SMOKING, ALCOHOL CONSUMPTION, TEA CONSUMPTION, EXERCISE AND RISK OF DEPRESSION AMONG CHINESE NONAGENARIANS
Q. Hao, B. Dong, C. Huang, Z. Yanling, L. Luo, J. Yue
J Aging Res Clin Practice 2012;1(1):74-79
Objective: Depression symptom was common among the oldest-old people and there is no study to observe the association of depression with habits of smoking, alcohol consumption, tea consumption and exercise among very old people. The present was conducted to analysis the association of depression with these habits. Design, Setting, Participants: A cross-sectional study conducted in Dujiangyan Sichuan China, 692 unrelated Chinese nonagenarians and centenarians (67.34% women, mean age 93.50 years) resident in Dujiangyan. Measurements: A brief 23-item geriatrics depression scale Chinese-edition (GDS-CD) test was used to diagnose depression and these habits were collected. Results: In the whole population, compared subjects with depression, participates those without depression had significantly higher prevalence of exercise habit. However, in women, there was no significant difference in prevalence of these habits between subjects with and without depression except the habit of former alcohol consumption. After adjustment for age, gender, educational levels, religion habits and cognitive function and BP levels and BMI, we found that current habit of exercise had a significant odds ratio (OR=0.31 95% CI (0.11, 0.83)) for depression in oldest old men.

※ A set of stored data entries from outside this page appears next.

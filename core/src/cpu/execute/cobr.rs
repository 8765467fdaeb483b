//! COBR-format bodies: compare-and-branch, bit-test-and-branch, and the
//! register/literal `test` family.

use i960sim_opcodes::MajorOp;
use log::trace;

use crate::cpu::decode::CobrInstruction;
use crate::cpu::fault::Fault;
use crate::cpu::operands;
use crate::cpu::{ControlFlow, Core};
use crate::types::{Address, Integer, Ordinal};

impl<const N: usize> Core<N> {
    pub(crate) fn execute_cobr(&mut self, instr: CobrInstruction, width: Address) -> Result<ControlFlow, Fault> {
        trace!("cobr {:?} mask={:#05b}", instr.op, instr.mask);
        let s1 = operands::read(instr.src1, &self.globals, self.frames.locals());
        let s2 = operands::read(
            crate::cpu::decode::Operand::Register(instr.src2),
            &self.globals,
            self.frames.locals(),
        );

        let branch = match instr.op {
            MajorOp::TestConditional => {
                let taken = self.ac.cc_matches(instr.mask);
                operands::write(
                    instr.src2,
                    taken as Ordinal,
                    &mut self.globals,
                    self.frames.locals_mut(),
                );
                false
            }
            MajorOp::BranchBitClear => {
                let bit = 1u32 << (s1 & 31);
                let taken = s2 & bit == 0;
                self.ac = self.ac.with_condition_code(if taken { 0b000 } else { 0b010 });
                taken
            }
            MajorOp::BranchBitSet => {
                let bit = 1u32 << (s1 & 31);
                let taken = s2 & bit != 0;
                self.ac = self.ac.with_condition_code(if taken { 0b010 } else { 0b000 });
                taken
            }
            MajorOp::CompareAndBranchOrdinal => {
                let cc = if s1 < s2 {
                    0b100
                } else if s1 == s2 {
                    0b010
                } else {
                    0b001
                };
                self.ac = self.ac.with_condition_code(cc);
                self.ac.cc_matches(instr.mask)
            }
            MajorOp::CompareAndBranchInteger => {
                let (s1, s2) = (s1 as Integer, s2 as Integer);
                let cc = if s1 < s2 {
                    0b100
                } else if s1 == s2 {
                    0b010
                } else {
                    0b001
                };
                self.ac = self.ac.with_condition_code(cc);
                self.ac.cc_matches(instr.mask)
            }
            other => unreachable!("{other:?} is not a COBR opcode"),
        };

        if branch {
            self.ip = self.ip.wrapping_add(instr.displacement as u32);
            Ok(ControlFlow::Jumped)
        } else {
            Ok(ControlFlow::Advance(width))
        }
    }
}

#[cfg(test)]
mod tests {
    use super::*;
    use crate::bus::FlatBus;
    use crate::cpu::decode::Operand;

    #[test]
    fn cmpobg_branches_when_greater() {
        let mut core: Core = Core::new();
        let mut bus = FlatBus::new(16);
        core.boot(crate::cpu::boot::BootConfig::default(), &mut bus).ok();
        core.ip = 0x1000;
        core.globals.0.set(0, 10);
        core.globals.0.set(1, 3);
        let instr = CobrInstruction {
            op: MajorOp::CompareAndBranchOrdinal,
            mask: 0b001, // "greater"
            displacement: 0x40,
            src1: Operand::Register(16),
            src2: 17,
        };
        let outcome = core.execute_cobr(instr, 4).unwrap();
        assert_eq!(outcome, ControlFlow::Jumped);
        assert_eq!(core.ip, 0x1040);
    }

    #[test]
    fn test_writes_the_boolean_result_into_src2() {
        let mut core: Core = Core::new();
        core.ac = core.ac.with_condition_code(0b010);
        let instr = CobrInstruction {
            op: MajorOp::TestConditional,
            mask: 0b010,
            displacement: 0,
            src1: Operand::Literal(0),
            src2: 17,
        };
        let outcome = core.execute_cobr(instr, 4).unwrap();
        assert_eq!(outcome, ControlFlow::Advance(4));
        assert_eq!(core.globals.0.get(1), 1);
    }
}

Conclusions: Among Chinese Nonagenarians/Centenarians, among habits (current and former) of smoking, alcohol consumption, tea consumption and exercise, there seems to be significant association of depression only with exercise and former habits of alcohol consumption. Former habit of alcohol consumption in women might be associated with a greater risk of depression, but exercise habit in men might be associated with a lower risk of depression.